> SUPPLIED DATA:
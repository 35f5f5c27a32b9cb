use crate::cell::{CellAddress, CellValue};
use crate::error::Result;
use crate::fields::{INPUT_SHEET, SYNTHESIS_SHEET};
use crate::format::{PLACEHOLDER, format_f64, format_number};
use crate::regime::{RESULTS_SHEET, SOURCE_REGIMES};
use crate::workbook::WorkbookOracle;

pub const SYNTHESIS_COLUMNS: [&str; 8] = [
    "Type de Régime",
    "Coût Moyen Annuel (40 ans)",
    "Coût Moyen Annuel (durée détention)",
    "Coût Global (40 ans)",
    "Coût Global (durée détention)",
    "Fiscalité Plus Value (40 ans)",
    "Fiscalité Plus Value (durée détention)",
    "Coût Global Total",
];

/// First row of the regime block in the synthesis sheet.
const SYNTHESIS_FIRST_ROW: u32 = 4;
const ERROR_CELL: &str = "Erreur";

/// One line of the synthesis sheet, as laid out by the workbook itself.
#[derive(Clone, Debug, PartialEq)]
pub struct SynthesisRow {
    pub regime: &'static str,
    pub values: Vec<String>,
}

/// Reads rows 4 to 7, columns B to H, of the synthesis sheet.
///
/// A row that cannot be read shows `Erreur` in every column.
pub fn synthesis_table(workbook: &dyn WorkbookOracle) -> Vec<SynthesisRow> {
    SOURCE_REGIMES
        .iter()
        .enumerate()
        .map(|(i, regime)| {
            let row = SYNTHESIS_FIRST_ROW + i as u32;
            let values = (2..=8)
                .map(|col| workbook.read(SYNTHESIS_SHEET, CellAddress::new(row, col)))
                .collect::<Result<Vec<CellValue>>>();
            let values = match values {
                Ok(cells) => cells
                    .iter()
                    .map(|v| {
                        if v.is_empty() {
                            PLACEHOLDER.to_string()
                        } else {
                            format!("{} €", format_number(v))
                        }
                    })
                    .collect(),
                Err(e) => {
                    log::warn!("failed to read synthesis row for {}: {}", regime.name, e);
                    vec![ERROR_CELL.to_string(); 7]
                }
            };
            SynthesisRow {
                regime: regime.name,
                values,
            }
        })
        .collect()
}

#[derive(Clone, Debug, PartialEq)]
pub struct RevenueRow {
    pub regime: &'static str,
    pub global_revenue: f64,
    pub result: f64,
}

impl RevenueRow {
    pub fn formatted(&self) -> [String; 3] {
        [
            self.regime.to_string(),
            format_f64(self.global_revenue),
            format_f64(self.result),
        ]
    }
}

/// Rent collected over the holding period minus each regime's global cost.
pub fn revenue_table(workbook: &dyn WorkbookOracle) -> Result<Vec<RevenueRow>> {
    let monthly_rent = workbook.read(INPUT_SHEET, CellAddress::new(1, 3))?.number_or_zero();
    let holding_years = workbook.read(INPUT_SHEET, CellAddress::new(3, 3))?.number_or_zero();
    let global_revenue = monthly_rent * 12.0 * holding_years;

    SOURCE_REGIMES
        .iter()
        .map(|regime| {
            let cost = workbook
                .read(RESULTS_SHEET, regime.global_cost_address())?
                .number_or_zero();
            Ok(RevenueRow {
                regime: regime.name,
                global_revenue,
                result: global_revenue - cost,
            })
        })
        .collect()
}

#[cfg(test)]
mod tests {
    use super::*;
    use crate::workbook::MemoryWorkbook;

    #[test]
    fn synthesis_formats_present_cells_and_marks_empty_ones() {
        let wb = MemoryWorkbook::new("t")
            .with_cell("synthese", "B4", 1234.4)
            .with_cell("synthese", "H7", -50000.0);
        let table = synthesis_table(&wb);
        assert_eq!(table.len(), 4);
        assert_eq!(table[0].regime, "micro nu + meublé");
        assert_eq!(table[0].values[0], "1 234 €");
        assert_eq!(table[0].values[1], "-");
        assert_eq!(table[3].values[6], "-50 000 €");
    }

    #[test]
    fn missing_synthesis_sheet_shows_errors() {
        let wb = MemoryWorkbook::new("t");
        let table = synthesis_table(&wb);
        assert!(table.iter().all(|r| r.values.iter().all(|v| v == "Erreur")));
    }

    #[test]
    fn revenue_subtracts_global_cost() {
        let wb = MemoryWorkbook::new("t")
            .with_cell("feuil1", "C1", 1000.0)
            .with_cell("feuil1", "C3", 20.0)
            .with_cell("web", "B2", 90_000.0)
            .with_cell("web", "B5", 300_000.0);
        let table = revenue_table(&wb).unwrap();
        assert_eq!(table[0].global_revenue, 240_000.0);
        assert_eq!(table[0].result, 150_000.0);
        assert_eq!(table[1].result, 240_000.0);
        assert_eq!(table[3].formatted()[2], "-60 000");
    }
}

> REQUIREMENT:
Scan the material above for the word "struct". Copy each line where it occurs.

> TASK RESULT:
pub struct SynthesisRow {
pub struct RevenueRow {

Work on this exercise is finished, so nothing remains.